━━ EXERCISE INPUT

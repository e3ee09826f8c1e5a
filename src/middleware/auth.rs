// ABOUTME: Session cookie authentication for API request handlers
// ABOUTME: Resolves the panel_session cookie to a live session or a 401 error
//
// SPDX-License-Identifier: MIT OR Apache-2.0

use http::HeaderMap;
use panel_core::errors::{AppError, AppResult};
use tracing::Span;

use crate::security::cookies;
use crate::session::{Session, SessionManager};

/// Middleware for cookie session authentication
#[derive(Clone, Debug)]
pub struct SessionAuthMiddleware {
    sessions: SessionManager,
}

impl SessionAuthMiddleware {
    /// Create new session auth middleware
    #[must_use]
    pub const fn new(sessions: SessionManager) -> Self {
        Self { sessions }
    }

    /// Authenticate a request from its `Cookie` headers
    ///
    /// # Errors
    ///
    /// Returns `AUTH_REQUIRED` when no session cookie is present and
    /// `SESSION_INVALID` when the cookie does not resolve to a live session
    #[tracing::instrument(
        skip(self, headers),
        fields(user = tracing::field::Empty, role = tracing::field::Empty)
    )]
    pub async fn authenticate(&self, headers: &HeaderMap) -> AppResult<Session> {
        let token = cookies::session_token(headers).ok_or_else(AppError::auth_required)?;
        let session = self.sessions.validate(&token).await?;

        let span = Span::current();
        span.record("user", session.username.as_str());
        span.record("role", session.role.as_str());

        Ok(session)
    }
}
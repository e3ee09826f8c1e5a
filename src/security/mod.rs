// ABOUTME: Security utilities for session cookies and HTTP response hardening
// ABOUTME: Groups cookie signing, cookie parsing and security header profiles
//
// SPDX-License-Identifier: MIT OR Apache-2.0

/// Session cookie parsing and construction
pub mod cookies;
/// Security response header profiles
pub mod headers;
/// HMAC signing of session tokens
pub mod signing;

pub use headers::SecurityHeaders;
pub use signing::SessionSigner;
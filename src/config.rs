//! Configuration for spectrums.
//!
//! Configuration sources (highest priority first):
//! 1. Environment variables (SPECTRUMS_CATALOG, SPECTRUMS_BASE_URL, SPECTRUMS_SEED)
//! 2. Config file (.spectrums/config.yaml)
//! 3. Defaults (built-in catalog, base URL `/`, random seed)
//!
//! Config file discovery:
//! - Searches current directory and parents for .spectrums/config.yaml
//! - Falls back to ~/.spectrums/config.yaml
//! - Paths in config file are relative to the directory holding .spectrums/

use std::path::{Path, PathBuf};
use std::sync::OnceLock;

use anyhow::{Context, Result};
use serde::Deserialize;

use crate::catalog::Catalog;

/// Global cached configuration (stores Result to handle init errors)
static CONFIG: OnceLock<Result<ResolvedConfig, String>> = OnceLock::new();

pub const ENV_CATALOG: &str = "SPECTRUMS_CATALOG";
pub const ENV_BASE_URL: &str = "SPECTRUMS_BASE_URL";
pub const ENV_SEED: &str = "SPECTRUMS_SEED";

const DEFAULT_BASE_URL: &str = "/";

/// Raw config file schema (matches YAML structure)
#[derive(Debug, Clone, Deserialize)]
pub struct ConfigFile {
    pub version: String,
    #[serde(default)]
    pub catalog: CatalogConfig,
    #[serde(default)]
    pub share: ShareConfig,
    #[serde(default)]
    pub session: SessionConfig,
}

#[derive(Debug, Clone, Deserialize)]
pub struct CatalogConfig {
    /// Extra catalog file (relative to the project root)
    pub path: Option<String>,
    /// Keep the built-in spectrums alongside the extra file
    #[serde(default = "default_include_builtin")]
    pub include_builtin: bool,
}

impl Default for CatalogConfig {
    fn default() -> Self {
        Self {
            path: None,
            include_builtin: true,
        }
    }
}

fn default_include_builtin() -> bool {
    true
}

#[derive(Debug, Clone, Default, Deserialize)]
pub struct ShareConfig {
    /// Prefix for generated links, e.g. `https://host/index.html`
    pub base_url: Option<String>,
}

#[derive(Debug, Clone, Default, Deserialize)]
pub struct SessionConfig {
    /// Fixed seed for random default ratings
    pub seed: Option<u64>,
}

/// Resolved configuration with absolute paths
#[derive(Debug, Clone, PartialEq, Eq)]
pub struct ResolvedConfig {
    /// Extra catalog file, if any
    pub catalog_path: Option<PathBuf>,
    /// Whether the built-in spectrums are included
    pub include_builtin: bool,
    /// Prefix for generated links
    pub base_url: String,
    /// Seed for random defaults (entropy when unset)
    pub seed: Option<u64>,
    /// Path to config file (if found)
    pub config_file: Option<PathBuf>,
}

impl Default for ResolvedConfig {
    fn default() -> Self {
        Self {
            catalog_path: None,
            include_builtin: true,
            base_url: DEFAULT_BASE_URL.to_string(),
            seed: None,
            config_file: None,
        }
    }
}

impl ResolvedConfig {
    /// Build the catalog this configuration describes
    pub async fn load_catalog(&self) -> Result<Catalog> {
        let mut catalog = if self.include_builtin {
            Catalog::builtin()?
        } else {
            Catalog::new()
        };

        if let Some(ref path) = self.catalog_path {
            catalog.merge(Catalog::load_file(path).await?);
        }

        if catalog.is_empty() {
            anyhow::bail!("Catalog is empty: enable the built-in catalog or set {}", ENV_CATALOG);
        }
        Ok(catalog)
    }
}

/// Find config file by searching current directory and parents, then home
fn find_config_file() -> Option<PathBuf> {
    if let Ok(mut current) = std::env::current_dir() {
        loop {
            let config_path = current.join(".spectrums").join("config.yaml");
            if config_path.exists() {
                return Some(config_path);
            }

            if !current.pop() {
                break;
            }
        }
    }

    let home_config = dirs::home_dir()?.join(".spectrums").join("config.yaml");
    home_config.exists().then_some(home_config)
}

/// Load and parse config file
fn load_config_file(path: &Path) -> Result<ConfigFile> {
    let content = std::fs::read_to_string(path)
        .with_context(|| format!("Failed to read config file: {}", path.display()))?;

    serde_yaml::from_str(&content)
        .with_context(|| format!("Failed to parse config file: {}", path.display()))
}

/// Resolve a path that may be relative to the config file's project root
fn resolve_path(base: &Path, path_str: &str) -> PathBuf {
    let path = PathBuf::from(path_str);
    if path.is_absolute() {
        path
    } else {
        base.join(path)
            .canonicalize()
            .unwrap_or_else(|_| base.join(path_str))
    }
}

/// Combine a config file (if any) with environment overrides
fn resolve_config(
    config_file: Option<PathBuf>,
    env: impl Fn(&str) -> Option<String>,
) -> Result<ResolvedConfig> {
    let mut resolved = ResolvedConfig::default();

    if let Some(ref config_path) = config_file {
        let config = load_config_file(config_path)?;

        // Base directory is the parent of .spectrums/ (i.e., grandparent of config.yaml)
        let base_dir = config_path
            .parent()
            .and_then(|p| p.parent())
            .unwrap_or(Path::new("."));

        resolved.catalog_path = config
            .catalog
            .path
            .as_deref()
            .map(|p| resolve_path(base_dir, p));
        resolved.include_builtin = config.catalog.include_builtin;
        if let Some(base_url) = config.share.base_url {
            resolved.base_url = base_url;
        }
        resolved.seed = config.session.seed;
    }

    if let Some(path) = env(ENV_CATALOG) {
        resolved.catalog_path = Some(PathBuf::from(path));
    }
    if let Some(base_url) = env(ENV_BASE_URL) {
        resolved.base_url = base_url;
    }
    if let Some(seed) = env(ENV_SEED) {
        let seed = seed
            .trim()
            .parse::<u64>()
            .with_context(|| format!("{} must be an unsigned integer: {}", ENV_SEED, seed))?;
        resolved.seed = Some(seed);
    }

    resolved.config_file = config_file;
    Ok(resolved)
}

/// Load configuration from all sources
fn load_config() -> Result<ResolvedConfig> {
    resolve_config(find_config_file(), |key| std::env::var(key).ok())
}

/// Get the global configuration (loads once, then cached)
pub fn config() -> Result<&'static ResolvedConfig> {
    let result = CONFIG.get_or_init(|| load_config().map_err(|e| e.to_string()));

    match result {
        Ok(config) => Ok(config),
        Err(e) => anyhow::bail!("{}", e),
    }
}

/// Force reload configuration (useful for testing)
pub fn reload_config() -> Result<ResolvedConfig> {
    load_config()
}

#[cfg(test)]
mod tests {
    use super::*;
    use std::collections::HashMap;
    use std::io::Write;
    use tempfile::TempDir;

    fn no_env(_: &str) -> Option<String> {
        None
    }

    fn write_config(temp: &TempDir, body: &str) -> PathBuf {
        let dir = temp.path().join(".spectrums");
        std::fs::create_dir_all(&dir).unwrap();
        let config_path = dir.join("config.yaml");
        let mut file = std::fs::File::create(&config_path).unwrap();
        writeln!(file, "{}", body).unwrap();
        config_path
    }

    #[test]
    fn test_defaults_without_file() {
        let config = resolve_config(None, no_env).unwrap();
        assert_eq!(config, ResolvedConfig::default());
        assert_eq!(config.base_url, "/");
        assert!(config.include_builtin);
    }

    #[test]
    fn test_config_file_parsing() {
        let temp = TempDir::new().unwrap();
        let config_path = write_config(
            &temp,
            r#"
version: "1.0"
catalog:
  path: extra.yaml
  include_builtin: false
share:
  base_url: "https://example.org/index.html"
session:
  seed: 42
"#,
        );

        let config = resolve_config(Some(config_path.clone()), no_env).unwrap();
        assert_eq!(config.catalog_path, Some(temp.path().join("extra.yaml")));
        assert!(!config.include_builtin);
        assert_eq!(config.base_url, "https://example.org/index.html");
        assert_eq!(config.seed, Some(42));
        assert_eq!(config.config_file, Some(config_path));
    }

    #[test]
    fn test_env_overrides_file() {
        let temp = TempDir::new().unwrap();
        let config_path = write_config(
            &temp,
            "version: \"1.0\"\nshare:\n  base_url: /from-file\nsession:\n  seed: 1\n",
        );
        let env: HashMap<&str, &str> = [
            (ENV_BASE_URL, "/from-env"),
            (ENV_SEED, "99"),
            (ENV_CATALOG, "/tmp/catalog.json"),
        ]
        .into_iter()
        .collect();

        let config =
            resolve_config(Some(config_path), |k| env.get(k).map(|v| v.to_string())).unwrap();
        assert_eq!(config.base_url, "/from-env");
        assert_eq!(config.seed, Some(99));
        assert_eq!(config.catalog_path, Some(PathBuf::from("/tmp/catalog.json")));
    }

    #[test]
    fn test_bad_seed_is_an_error() {
        let result = resolve_config(None, |k| (k == ENV_SEED).then(|| "abc".to_string()));
        assert!(result.is_err());
    }

    #[tokio::test]
    async fn test_load_catalog_merges_file() {
        let temp = TempDir::new().unwrap();
        let path = temp.path().join("extra.yaml");
        std::fs::write(
            &path,
            "spectrums:\n  - id: extra\n    name: Extra\n    statements:\n      - id: a\n        text: A\n",
        )
        .unwrap();

        let config = ResolvedConfig {
            catalog_path: Some(path),
            ..Default::default()
        };
        let catalog = config.load_catalog().await.unwrap();
        assert!(catalog.contains("extra"));
        assert!(catalog.contains("covid_19"));

        let empty = ResolvedConfig {
            include_builtin: false,
            ..Default::default()
        };
        assert!(empty.load_catalog().await.is_err());
    }

    #[test]
    fn test_resolve_relative_path() {
        let base = PathBuf::from("/home/user/project");

        assert_eq!(
            resolve_path(&base, "/absolute/path"),
            PathBuf::from("/absolute/path")
        );
        assert_eq!(
            resolve_path(&base, "./subdir"),
            PathBuf::from("/home/user/project/subdir")
        );
    }
}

━━━━

WHAT IS REQUIRED: Filter the entries above and keep only the lines with the word "bail".

TASK OUTPUT:
            anyhow::bail!("Catalog is empty: enable the built-in catalog or set {}", ENV_CATALOG);
        Err(e) => anyhow::bail!("{}", e),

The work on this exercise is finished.